Students will identify character types based on the pattern of archetypes using a variety of stories from films, novels, and video games.
To promote creativity and constructive learning, I’m going to utilize an inductive thinking model (as developed by Hilda Taba).
Introduce Uncategorized Examples
First, present an assortment of characters that fit the archetypes you are introducing. Here’s a sample collection I used (obviously you’ll need to pick characters your students will be familiar with):
Note: I’ve carefully selected these characters to eventually teach about four archetypes (hero, mentor, rogue/pirate, and jester). In a true inductive lesson, your students would brainstorm their own characters. Regardless, I’m going to give my students freedom to categorize them as they see fit. Let this part proceed naturally. If no one ever comes close to the categorization you’re aiming for, you can always pop in after a while and suggest a category – not as a right answer, but as a way that you see the characters fitting.
Now, ask students to silently look for patterns in these characters. They should look for parallels based on character traits, not which story they are from.
Next, ask one student to pick two characters that go together. Note these characters using some kind of symbol (blue square, green sign, whatever). Your student should not explain
Here, a student has picked Gandalf and Obi-Wan Kenobi as a group and I’ve marked it with a red circle. It is essential to go with students ideas, this is a student-led model of instruction. Never say no to a student’s groupings (they’ll have a chance to back them up with evidence later).
Ask another student to create a new group of two characters, unrelated to the first category.
Here, a student has put Harry Potter and Frodo Baggins into a group.
At this point, you might continue forcing new groups, or ask someone to add to an existing group. Note that we haven’t discussed why these groups are forming as they are, we will save that for later.
Here are all of our characters mapped (as I would group them)
Before moving on, ask if anyone would switch a character into a different group. You might double-label a hotly debated character (in my image, I could see students putting George and Fred Weasley into a couple different groups). This is fine. This is real life. We’re trying to make sense of a bunch of details.

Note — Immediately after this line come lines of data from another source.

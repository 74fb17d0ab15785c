//! Default constants for entity-xref configuration.
//!
//! All magic numbers are centralized here with documentation.

// =============================================================================
// Resolver Defaults
// =============================================================================

/// Default resolver snapshot path (file backend) or database directory (rocksdb)
pub const DEFAULT_RESOLVER_PATH: &str = "data/resolver.json";

/// Pending edges scoring below this are pruned
pub const DEFAULT_PRUNE_MIN_SCORE: f64 = 0.0;

/// Pending edges not re-suggested within this many days are pruned.
/// 0 keeps pending edges forever.
pub const DEFAULT_RETENTION_DAYS: u64 = 0;

// =============================================================================
// Blocking Index Defaults
// =============================================================================

/// Buckets holding more entities than this are skipped during pair generation.
/// Bounds the quadratic expansion of very common tokens.
pub const DEFAULT_MAX_BUCKET_SIZE: usize = 100;

/// Candidate pairs scoring below this are not emitted
pub const DEFAULT_INDEX_MIN_SCORE: f64 = 0.0;

// =============================================================================
// Xref Defaults
// =============================================================================

/// Suggestion budget per run
pub const DEFAULT_XREF_LIMIT: usize = 5000;

/// Entity fetches in flight ahead of the evaluation stage
pub const DEFAULT_FETCH_CONCURRENCY: usize = 32;

/// Per-pair entity fetch timeout in milliseconds
pub const DEFAULT_FETCH_TIMEOUT_MS: u64 = 5_000;

/// Progress log cadence in evaluated pairs
pub const DEFAULT_PROGRESS_EVERY: usize = 1000;

// =============================================================================
// Input Defaults
// =============================================================================

/// Default statements file (JSON lines)
pub const DEFAULT_STATEMENTS_PATH: &str = "data/statements.jsonl";

/// Environment variable prefix
pub const ENV_PREFIX: &str = "XREF_";

/// Separator between nested keys in environment variable names
pub const ENV_SPLIT: &str = "__";
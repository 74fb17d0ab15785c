//! Benchmarks for blocking index construction, pair generation and the
//! canonicalization hot path.

use criterion::{criterion_group, criterion_main, BatchSize, BenchmarkId, Criterion, Throughput};
use entity_xref::test_support::generate_entities;
use entity_xref::{BlockingIndex, IndexOptions, Judgement, Resolver};
use rand::rngs::StdRng;
use rand::{Rng, SeedableRng};
use std::hint::black_box;
use std::time::Duration;

// =============================================================================
// INDEX BENCHMARKS
// =============================================================================

/// Tokenize and bucket entities, exact versus fuzzy.
fn bench_index_build(c: &mut Criterion) {
    let mut group = c.benchmark_group("index_build");
    group.sample_size(20);
    group.warm_up_time(Duration::from_millis(500));

    for &count in &[1_000usize, 10_000] {
        let entities = generate_entities(count, 0.1, 42);
        group.throughput(Throughput::Elements(count as u64));
        for fuzzy in [false, true] {
            let label = if fuzzy { "fuzzy" } else { "exact" };
            group.bench_with_input(BenchmarkId::new(label, count), &entities, |b, entities| {
                b.iter(|| {
                    let options = IndexOptions {
                        fuzzy,
                        ..IndexOptions::default()
                    };
                    black_box(BlockingIndex::build(entities, options))
                })
            });
        }
    }
    group.finish();
}

/// Score and sort all candidate pairs of a built index.
fn bench_index_pairs(c: &mut Criterion) {
    let mut group = c.benchmark_group("index_pairs");
    group.sample_size(20);

    for &count in &[1_000usize, 5_000] {
        let entities = generate_entities(count, 0.1, 7);
        let index = BlockingIndex::build(
            &entities,
            IndexOptions {
                fuzzy: true,
                max_bucket_size: 50,
                min_score: 0.0,
            },
        );
        group.throughput(Throughput::Elements(count as u64));
        group.bench_with_input(BenchmarkId::new("pairs", count), &index, |b, index| {
            b.iter(|| black_box(index.pairs().count()))
        });
    }
    group.finish();
}

// =============================================================================
// RESOLVER BENCHMARKS
// =============================================================================

/// Canonicalize every ID after random confirmed merges.
fn bench_canonicalize(c: &mut Criterion) {
    let mut group = c.benchmark_group("resolver_canonicalize");
    group.sample_size(30);

    for &count in &[1_000usize, 10_000] {
        let ids: Vec<String> = (0..count).map(|i| format!("id{:07}", i)).collect();
        group.throughput(Throughput::Elements(count as u64));
        group.bench_with_input(BenchmarkId::new("all_ids", count), &ids, |b, ids| {
            b.iter_batched(
                || {
                    let mut rng = StdRng::seed_from_u64(42);
                    let mut resolver = Resolver::in_memory();
                    for _ in 0..ids.len() / 2 {
                        let a = &ids[rng.random_range(0..ids.len())];
                        let b = &ids[rng.random_range(0..ids.len())];
                        if a != b {
                            let _ = resolver.decide(a, b, Judgement::Confirmed, None);
                        }
                    }
                    resolver
                },
                |mut resolver| {
                    for id in ids {
                        black_box(resolver.canonicalize(id));
                    }
                },
                BatchSize::LargeInput,
            )
        });
    }
    group.finish();
}

criterion_group!(
    index_benches,
    bench_index_build,
    bench_index_pairs,
    bench_canonicalize
);
criterion_main!(index_benches);
use std::collections::{BTreeMap, BTreeSet};

use entity_xref::{
    FileResolverStore, Judgement, Resolver, ResolverError, ResolverStore, RocksResolverStore,
};
use rand::rngs::StdRng;
use rand::{Rng, SeedableRng};

fn exercise(resolver: &mut Resolver) -> anyhow::Result<()> {
    resolver.decide("q1", "q2", Judgement::Confirmed, Some(0.97))?;
    resolver.decide("q2", "q3", Judgement::Confirmed, None)?;
    resolver.decide("q1", "q9", Judgement::Rejected, None)?;
    resolver.suggest("q4", "q5", 0.6)?;
    resolver.save()?;
    Ok(())
}

fn check_reloaded(mut resolver: Resolver) {
    assert_eq!(resolver.len(), 4);
    assert_eq!(resolver.canonicalize("q3"), "q1");
    assert_eq!(resolver.get_judgement("q9", "q1"), Some(Judgement::Rejected));
    assert!(!resolver.check_candidate("q3", "q9"));
    assert_eq!(resolver.get_edge("q5", "q4").and_then(|edge| edge.score), Some(0.6));
}

#[test]
fn file_store_roundtrip() -> anyhow::Result<()> {
    let dir = tempfile::tempdir()?;
    let path = dir.path().join("resolver.json");
    let mut resolver = Resolver::load(Box::new(FileResolverStore::new(&path)))?;
    exercise(&mut resolver)?;
    check_reloaded(Resolver::load(Box::new(FileResolverStore::new(&path)))?);
    Ok(())
}

#[test]
fn rocks_store_roundtrip() -> anyhow::Result<()> {
    let dir = tempfile::tempdir()?;
    {
        let mut resolver = Resolver::load(Box::new(RocksResolverStore::open(dir.path())?))?;
        exercise(&mut resolver)?;
    }
    check_reloaded(Resolver::load(Box::new(RocksResolverStore::open(dir.path())?))?);
    Ok(())
}

#[test]
fn failed_decision_is_not_saved() -> anyhow::Result<()> {
    let dir = tempfile::tempdir()?;
    let path = dir.path().join("resolver.json");
    let mut resolver = Resolver::load(Box::new(FileResolverStore::new(&path)))?;
    exercise(&mut resolver)?;
    let err = resolver
        .decide("q3", "q9", Judgement::Confirmed, None)
        .unwrap_err();
    assert!(matches!(err, ResolverError::RejectedMerge { .. }));
    resolver.save()?;

    let store = FileResolverStore::new(&path);
    assert_eq!(store.load()?.len(), 4);
    Ok(())
}

/// Random decision sequences always leave a valid partition in which no
/// rejected pair shares a component.
#[test]
fn random_decisions_keep_partition_valid() -> anyhow::Result<()> {
    let mut rng = StdRng::seed_from_u64(42);
    let ids: Vec<String> = (0..40).map(|i| format!("n{:02}", i)).collect();
    let mut resolver = Resolver::in_memory();
    let mut rejected: Vec<(String, String)> = Vec::new();

    for _ in 0..400 {
        let a = &ids[rng.random_range(0..ids.len())];
        let b = &ids[rng.random_range(0..ids.len())];
        if a == b {
            continue;
        }
        let judgement = if rng.random_bool(0.3) {
            Judgement::Rejected
        } else {
            Judgement::Confirmed
        };
        if resolver.decide(a, b, judgement, None).is_ok() && judgement == Judgement::Rejected {
            rejected.push((a.clone(), b.clone()));
        }
    }

    let components = resolver.components();
    let mut seen: BTreeSet<String> = BTreeSet::new();
    let mut owner: BTreeMap<String, String> = BTreeMap::new();
    for (canonical, members) in &components {
        assert_eq!(Some(canonical), members.iter().min());
        for member in members {
            assert!(seen.insert(member.clone()), "{} in two components", member);
            owner.insert(member.clone(), canonical.clone());
        }
    }
    for id in &ids {
        let canonical = resolver.canonicalize(id);
        assert_eq!(&canonical, owner.get(id).unwrap_or(id));
        assert_eq!(resolver.canonicalize(&canonical), canonical);
    }
    for (a, b) in &rejected {
        assert_ne!(resolver.canonicalize(a), resolver.canonicalize(b));
        assert!(!resolver.check_candidate(a, b));
        assert!(!resolver.check_candidate(b, a));
    }
    assert_eq!(
        resolver.canonical_ids(),
        components.iter().map(|(canonical, _)| canonical.clone()).collect::<Vec<_>>()
    );
    Ok(())
}
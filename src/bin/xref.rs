use anyhow::{anyhow, bail, Context};
use entity_xref::config::{
    ConfigOverrides, IndexOverrides, ResolverOverrides, RunOverrides, StatementsOverrides,
    XrefConfig,
};
use entity_xref::{Judgement, MemoryStatementStore, Resolver, SchemaModel};
use tracing::info;
use tracing_subscriber::EnvFilter;

/// Flags followed by a value, skipped when collecting positional arguments.
const VALUE_FLAGS: &[&str] = &[
    "-c",
    "--config",
    "-d",
    "--dataset",
    "--limit",
    "--statements",
    "--schema",
    "--resolver",
    "--backend",
    "--score",
];

fn parse_arg(flag: &str) -> Option<String> {
    let mut args = std::env::args();
    while let Some(arg) = args.next() {
        if arg == flag {
            return args.next();
        }
    }
    None
}

fn has_flag(flag: &str) -> bool {
    std::env::args().any(|arg| arg == flag)
}

fn positional_args() -> Vec<String> {
    let mut positional = Vec::new();
    let mut args = std::env::args().skip(1);
    while let Some(arg) = args.next() {
        if VALUE_FLAGS.contains(&arg.as_str()) {
            args.next();
        } else if !arg.starts_with('-') {
            positional.push(arg);
        }
    }
    positional
}

fn print_help() {
    eprintln!(
        r#"xref - cross-reference entities and manage merge decisions

USAGE:
    xref run --dataset <NAME> [OPTIONS]
    xref decide <ID> <ID> confirm|reject [--score <S>]
    xref canonical <ID>
    xref prune

OPTIONS:
    -c, --config <FILE>      Path to config file (TOML)
    -d, --dataset <NAME>     Dataset to cross-reference
        --limit <N>          Suggestion budget [default: 5000]
        --fuzzy              Index trigrams and phonetic keys
        --statements <FILE>  Statements file (JSON lines)
        --schema <FILE>      Schema model (JSON) [default: built-in]
        --resolver <PATH>    Resolver snapshot file or database directory
        --backend <KIND>     Resolver backend: file, rocksdb, memory
        --repair             Repair the resolver database before opening
    -h, --help               Print help

ENVIRONMENT:
    XREF_CONFIG              Path to config file
    XREF_XREF__LIMIT         Suggestion budget
    XREF_RESOLVER__PATH      Resolver path
    RUST_LOG                 Log filter [default: info]

CONFIG FILE (xref.toml):
    [resolver]
    backend = "file"
    path = "data/resolver.json"

    [index]
    fuzzy = true
"#
    );
}

fn build_overrides() -> anyhow::Result<ConfigOverrides> {
    let mut overrides = ConfigOverrides::default();

    let mut resolver = ResolverOverrides::default();
    if let Some(path) = parse_arg("--resolver") {
        resolver.path = Some(path.into());
    }
    if let Some(backend) = parse_arg("--backend") {
        resolver.backend = Some(
            serde_json::from_value(serde_json::Value::String(backend.clone()))
                .map_err(|_| anyhow!("unknown resolver backend: {}", backend))?,
        );
    }
    if has_flag("--repair") {
        resolver.repair = Some(true);
    }
    if resolver.path.is_some() || resolver.backend.is_some() || resolver.repair.is_some() {
        overrides.resolver = Some(resolver);
    }

    if has_flag("--fuzzy") {
        overrides.index = Some(IndexOverrides { fuzzy: Some(true) });
    }
    if let Some(limit) = parse_arg("--limit") {
        overrides.xref = Some(RunOverrides {
            limit: Some(limit.parse().context("--limit must be a number")?),
        });
    }
    if let Some(path) = parse_arg("--statements") {
        overrides.statements = Some(StatementsOverrides {
            path: Some(path.into()),
        });
    }
    Ok(overrides)
}

fn open_resolver(config: &XrefConfig) -> anyhow::Result<Resolver> {
    let store = config.resolver.open_store()?;
    Ok(Resolver::load(store)?.with_policy(config.prune_policy()))
}

async fn cmd_run(config: &XrefConfig) -> anyhow::Result<()> {
    let dataset_name = parse_arg("--dataset")
        .or_else(|| parse_arg("-d"))
        .ok_or_else(|| anyhow!("run requires --dataset"))?;
    let dataset = config.dataset(&dataset_name);
    let model = match parse_arg("--schema") {
        Some(path) => SchemaModel::from_json_file(path)?,
        None => SchemaModel::default(),
    };
    let source = MemoryStatementStore::open_jsonl(&config.statements.path)?;
    info!(statements = source.len(), path = %config.statements.path.display(), "Loaded statements");

    let mut resolver = open_resolver(config)?;
    let (cancel_tx, cancel_rx) = tokio::sync::watch::channel(false);
    tokio::spawn(async move {
        if tokio::signal::ctrl_c().await.is_ok() {
            info!("Interrupt received, stopping after the current pair");
            let _ = cancel_tx.send(true);
        }
    });

    let summary = entity_xref::xref::run_dataset(
        &source,
        &dataset,
        &mut resolver,
        &model,
        &config.xref_options(),
        Some(cancel_rx),
    )
    .await?;
    println!(
        "{}: {} suggested from {} candidates ({} evaluated, {} missing, {} timed out, {} schema, {} judged){}",
        dataset.name,
        summary.suggested,
        summary.candidates,
        summary.evaluated,
        summary.skipped_missing,
        summary.skipped_timeout,
        summary.skipped_schema,
        summary.skipped_judged,
        if summary.cancelled { " [cancelled]" } else { "" }
    );
    Ok(())
}

fn cmd_decide(config: &XrefConfig, args: &[String]) -> anyhow::Result<()> {
    let [left, right, verdict] = args else {
        bail!("usage: xref decide <ID> <ID> confirm|reject");
    };
    let judgement = match verdict.as_str() {
        "confirm" | "confirmed" => Judgement::Confirmed,
        "reject" | "rejected" => Judgement::Rejected,
        other => bail!("unknown decision: {}", other),
    };
    let score = parse_arg("--score")
        .map(|score| score.parse::<f64>())
        .transpose()
        .context("--score must be a number")?;

    let mut resolver = open_resolver(config)?;
    resolver.decide(left, right, judgement, score)?;
    resolver.save()?;
    println!(
        "{} / {}: {} (canonical {})",
        left,
        right,
        judgement,
        resolver.canonicalize(left)
    );
    Ok(())
}

fn cmd_canonical(config: &XrefConfig, args: &[String]) -> anyhow::Result<()> {
    let [id] = args else {
        bail!("usage: xref canonical <ID>");
    };
    let mut resolver = open_resolver(config)?;
    println!("{}", resolver.canonicalize(id));
    for member in resolver.connected(id) {
        if &member != id {
            println!("  {}", member);
        }
    }
    Ok(())
}

fn cmd_prune(config: &XrefConfig) -> anyhow::Result<()> {
    let mut resolver = open_resolver(config)?;
    let removed = resolver.prune();
    resolver.save()?;
    println!("pruned {} pending edges, {} edges remain", removed, resolver.len());
    Ok(())
}

#[tokio::main]
async fn main() -> anyhow::Result<()> {
    let positional = positional_args();
    if has_flag("-h") || has_flag("--help") || positional.is_empty() {
        print_help();
        return Ok(());
    }

    tracing_subscriber::fmt()
        .with_env_filter(EnvFilter::try_from_default_env().unwrap_or_else(|_| EnvFilter::new("info")))
        .init();

    // Load config: CLI > Env > File > Defaults
    let config_path = parse_arg("--config")
        .or_else(|| parse_arg("-c"))
        .or_else(|| std::env::var("XREF_CONFIG").ok());
    let config = XrefConfig::load(config_path.as_deref(), build_overrides()?)?;

    let (command, args) = positional.split_at(1);
    match command[0].as_str() {
        "run" => cmd_run(&config).await,
        "decide" => cmd_decide(&config, args),
        "canonical" => cmd_canonical(&config, args),
        "prune" => cmd_prune(&config),
        other => {
            print_help();
            bail!("unknown command: {}", other)
        }
    }
}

Now we ask for the idea behind the groupings. Call on a student to explain the attributes that the characters in the “red circle” group share. In this case, they might note that they are older characters who all posess some “magical” ability. Continue asking for commonalities.
As you reach the end of discussion, ask your students to name the group with a one-word label. Note the various options.
Repeat for each group.
Now, if your group has gotten categories similar to the ones we’re after, congratulate them on identifying a college-level concept all on their own. Explain that they have grouped characters according to their character archetypes. Again, if your class never reached this conclusion on their own, you could restart the activity and start some categories on your own, scaffolding them towards the archetypes. Remember to allow for freedom and self-direction, though.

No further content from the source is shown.